Boxee: the open, connected, social media center for mac os x and linux

I've been using an AppleTV since it was released. A device with great potential (cheap, HD enabled, great integration with iTunes) crippled intentionally by Apple's need to tie it directly to iTunes only- Since it's still illegal to rip your DVD collection to file in the Rip, Mix, Burn style we've become accustomed to in iTunes, the AppleTV eschews any video media you have in naughty 'pirate' formats like DivX, and only wants to play video purchased from the iTunes store or DRM-less mp4 files you ostensibly made yourself or that come from podcasts. Every weird movie curator worth his salt that I know now has a couple of terabyte drives filled with DivX's and subtitle files, and we are not anyone's target user. AppleTV's free online video solution is also centered around YouTube, while Hulu is hosting tons of high-quality free movies and TV shows.
A range of hacks have been available for the AppleTV to make it do everything from play exotic video formats off network drives to order pizza, but they have all been difficult to install (I've learned more unix hacking my AppleTV than when I worked tech support at Apple) hard to use and break frequently, on their own or whenever a small AppleTV update comes out.

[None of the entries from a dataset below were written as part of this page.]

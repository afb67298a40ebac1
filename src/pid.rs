//! Discrete-time PID velocity controller.
//!
//! [`VelocityPid`] drives a measured wheel speed toward the magnitude of a
//! signed target and produces an unsigned control signal in `[0, 255]`.
//! Direction is not its concern; the actuator takes it from the target's
//! sign.
//!
//! # Update
//!
//! Each call to [`update`](VelocityPid::update) with the measured elapsed
//! time `dt`:
//!
//! ```text
//! error      = |target| - measured
//! integral   = clamp(integral + error * dt, -limit, limit)
//! derivative = (error - previous_error) / dt
//! signal     = clamp(kp * error + ki * integral + kd * derivative, 0, output_max)
//! ```
//!
//! A `dt` that is zero, negative or not finite skips the update and holds
//! the previous signal.
//!
//! # Live tuning
//!
//! Changing `ki` zeroes the integral and changing `kd` zeroes the previous
//! error, so a retune does not replay history accumulated under the old
//! gain. Gains are not range-checked, but an output that comes out NaN or
//! infinite is forced to 0, so the signal never leaves `[0, output_max]`.
//!
//! # Example
//!
//! ```rust
//! use rs_drivetrain::pid::{Gains, PidUpdate, VelocityPid};
//! use rs_drivetrain::config::PidConfig;
//!
//! let mut pid = VelocityPid::new(PidConfig::default().with_gains(Gains::new(2.0, 0.0, 0.0)));
//!
//! // Reverse target: only the magnitude matters here
//! let outcome = pid.update(-50.0, 20.0, 0.2);
//! assert_eq!(outcome.signal(), 60.0);
//!
//! // A zero-length tick is skipped
//! assert!(matches!(pid.update(-50.0, 20.0, 0.0), PidUpdate::Skipped { .. }));
//! assert_eq!(pid.signal(), 60.0);
//! ```

use libm::fabsf;
use log::warn;

use crate::config::PidConfig;

/// Proportional, integral and derivative gains.
#[derive(Clone, Copy, Debug, PartialEq)]
#[cfg_attr(feature = "serde", derive(serde::Serialize, serde::Deserialize))]
pub struct Gains {
    /// Proportional gain.
    pub kp: f32,
    /// Integral gain.
    pub ki: f32,
    /// Derivative gain.
    pub kd: f32,
}

impl Gains {
    /// Creates a gain set.
    pub const fn new(kp: f32, ki: f32, kd: f32) -> Self {
        Self { kp, ki, kd }
    }
}

impl Default for Gains {
    /// Pure proportional control with unit gain.
    fn default() -> Self {
        Self::new(1.0, 0.0, 0.0)
    }
}

/// Per-term contributions to the last applied update, gains included.
#[derive(Clone, Copy, Debug, Default, PartialEq)]
#[cfg_attr(feature = "serde", derive(serde::Serialize, serde::Deserialize))]
pub struct PidTerms {
    /// `kp * error`
    pub proportional: f32,
    /// `ki * integral`
    pub integral: f32,
    /// `kd * derivative`
    pub derivative: f32,
}

impl PidTerms {
    /// Sum of the three contributions before clamping.
    #[inline]
    pub fn total(&self) -> f32 {
        self.proportional + self.integral + self.derivative
    }
}

/// Why an update was skipped.
#[derive(Clone, Copy, Debug, PartialEq, Eq)]
#[cfg_attr(feature = "serde", derive(serde::Serialize, serde::Deserialize))]
#[cfg_attr(feature = "serde", serde(rename_all = "snake_case"))]
pub enum SkipReason {
    /// Elapsed time was zero or negative.
    NonPositiveElapsed,
    /// Elapsed time was NaN or infinite.
    NonFiniteElapsed,
    /// The wheel's encoder went stale while it was driven and the controller
    /// was reset instead.
    Stalled,
}

/// Result of a controller update.
#[derive(Clone, Copy, Debug, PartialEq)]
pub enum PidUpdate {
    /// The controller ran.
    Applied {
        /// New control signal in `[0, output_max]`.
        signal: f32,
        /// Term breakdown.
        terms: PidTerms,
        /// True if the raw output was clamped.
        saturated: bool,
    },
    /// The controller did not run; the previous signal is held, or zero
    /// after a stall reset.
    Skipped {
        /// The held signal.
        signal: f32,
        /// Why the update was skipped.
        reason: SkipReason,
    },
}

impl PidUpdate {
    /// The control signal after this update.
    #[inline]
    pub fn signal(&self) -> f32 {
        match *self {
            PidUpdate::Applied { signal, .. } | PidUpdate::Skipped { signal, .. } => signal,
        }
    }

    /// Returns true if the controller ran.
    #[inline]
    pub fn is_applied(&self) -> bool {
        matches!(self, PidUpdate::Applied { .. })
    }
}

/// PID controller for one wheel's speed.
#[derive(Clone, Debug)]
pub struct VelocityPid {
    gains: Gains,
    integral: f32,
    previous_error: f32,
    signal: f32,
    last_terms: PidTerms,
    integral_limit: f32,
    output_max: f32,
}

impl VelocityPid {
    /// Creates a controller with zeroed memory.
    ///
    /// A non-finite integral limit or output limit falls back to 255.
    pub fn new(config: PidConfig) -> Self {
        Self {
            gains: config.gains,
            integral: 0.0,
            previous_error: 0.0,
            signal: 0.0,
            last_terms: PidTerms::default(),
            integral_limit: finite_limit(fabsf(config.integral_limit), "integral"),
            output_max: finite_limit(config.output_max, "output").clamp(0.0, 255.0),
        }
    }

    /// Runs one controller step.
    ///
    /// `elapsed_s` must be the measured time since the previous step.
    pub fn update(&mut self, target_speed: f32, measured_speed: f32, elapsed_s: f32) -> PidUpdate {
        if !elapsed_s.is_finite() {
            warn!("PID update skipped: elapsed time {} is not finite", elapsed_s);
            return self.skipped(SkipReason::NonFiniteElapsed);
        }
        if elapsed_s <= 0.0 {
            warn!("PID update skipped: elapsed time {}s", elapsed_s);
            return self.skipped(SkipReason::NonPositiveElapsed);
        }

        let error = fabsf(target_speed) - measured_speed;

        self.integral =
            (self.integral + error * elapsed_s).clamp(-self.integral_limit, self.integral_limit);

        let derivative = (error - self.previous_error) / elapsed_s;
        self.previous_error = error;

        let terms = PidTerms {
            proportional: self.gains.kp * error,
            integral: self.gains.ki * self.integral,
            derivative: self.gains.kd * derivative,
        };
        let raw = terms.total();
        let signal = if raw.is_finite() {
            raw.clamp(0.0, self.output_max)
        } else {
            warn!("PID output {} is not finite, forcing 0", raw);
            0.0
        };

        self.signal = signal;
        self.last_terms = terms;

        PidUpdate::Applied {
            signal,
            terms,
            saturated: raw != signal,
        }
    }

    fn skipped(&self, reason: SkipReason) -> PidUpdate {
        PidUpdate::Skipped {
            signal: self.signal,
            reason,
        }
    }

    /// Sets the proportional gain. No controller memory is touched.
    pub fn set_kp(&mut self, kp: f32) {
        self.gains.kp = kp;
    }

    /// Sets the integral gain and zeroes the integral accumulator.
    pub fn set_ki(&mut self, ki: f32) {
        self.gains.ki = ki;
        self.integral = 0.0;
    }

    /// Sets the derivative gain and zeroes the previous error.
    pub fn set_kd(&mut self, kd: f32) {
        self.gains.kd = kd;
        self.previous_error = 0.0;
    }

    /// Replaces all three gains at once, resetting the memory of each term
    /// whose gain changed.
    pub fn set_gains(&mut self, gains: Gains) {
        let old = self.gains;
        self.gains = gains;
        if gains.ki != old.ki {
            self.integral = 0.0;
        }
        if gains.kd != old.kd {
            self.previous_error = 0.0;
        }
    }

    /// Zeroes the integral, previous error and output.
    pub fn reset(&mut self) {
        self.integral = 0.0;
        self.previous_error = 0.0;
        self.signal = 0.0;
        self.last_terms = PidTerms::default();
    }

    /// Current gains.
    #[inline]
    pub fn gains(&self) -> Gains {
        self.gains
    }

    /// Last control signal.
    #[inline]
    pub fn signal(&self) -> f32 {
        self.signal
    }

    /// Integral accumulator.
    #[inline]
    pub fn integral(&self) -> f32 {
        self.integral
    }

    /// Error from the last applied update.
    #[inline]
    pub fn previous_error(&self) -> f32 {
        self.previous_error
    }

    /// Term breakdown from the last applied update.
    #[inline]
    pub fn last_terms(&self) -> PidTerms {
        self.last_terms
    }
}

fn finite_limit(limit: f32, what: &str) -> f32 {
    if limit.is_finite() {
        limit
    } else {
        warn!("PID {} limit {} is not finite, using 255", what, limit);
        255.0
    }
}

impl Default for VelocityPid {
    fn default() -> Self {
        Self::new(PidConfig::default())
    }
}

Enter Boxee. A new improved application helps you build a usb patchstick, which you plug into the service port on the appleTV, installs boxee and the supporting Xbox Media Center software it's based on. Previous hacks involved building a patchstick and then doing seperate Apple TV installs using SFTP and SSH, but that little difference isn't what makes Boxee better. Once you have boxee installed (and activate your account on http://boxee.tv, you'll need to apply for an alpha tester account first, sorry) the real difference is in the interface and thouroughness of the implementation. Boxee does everything the AppleTV always should have done. It recognizes your network drives (on the mac you'll have to turn on Samba sharing in your sharing preferences), plays every video format, displays subtitle files beautifully, finds posters, synopsis and trailers for media names it recognizes online, has Last.fm like social scrobbling features (not to mention actual access to Last.fm, as well as myspace video, hulu, Youtube and a host of other free video and music outlets) and the integration is beautiful.


quick intro to boxee from boxee on Vimeo.

I installed it last night and I'm smitten.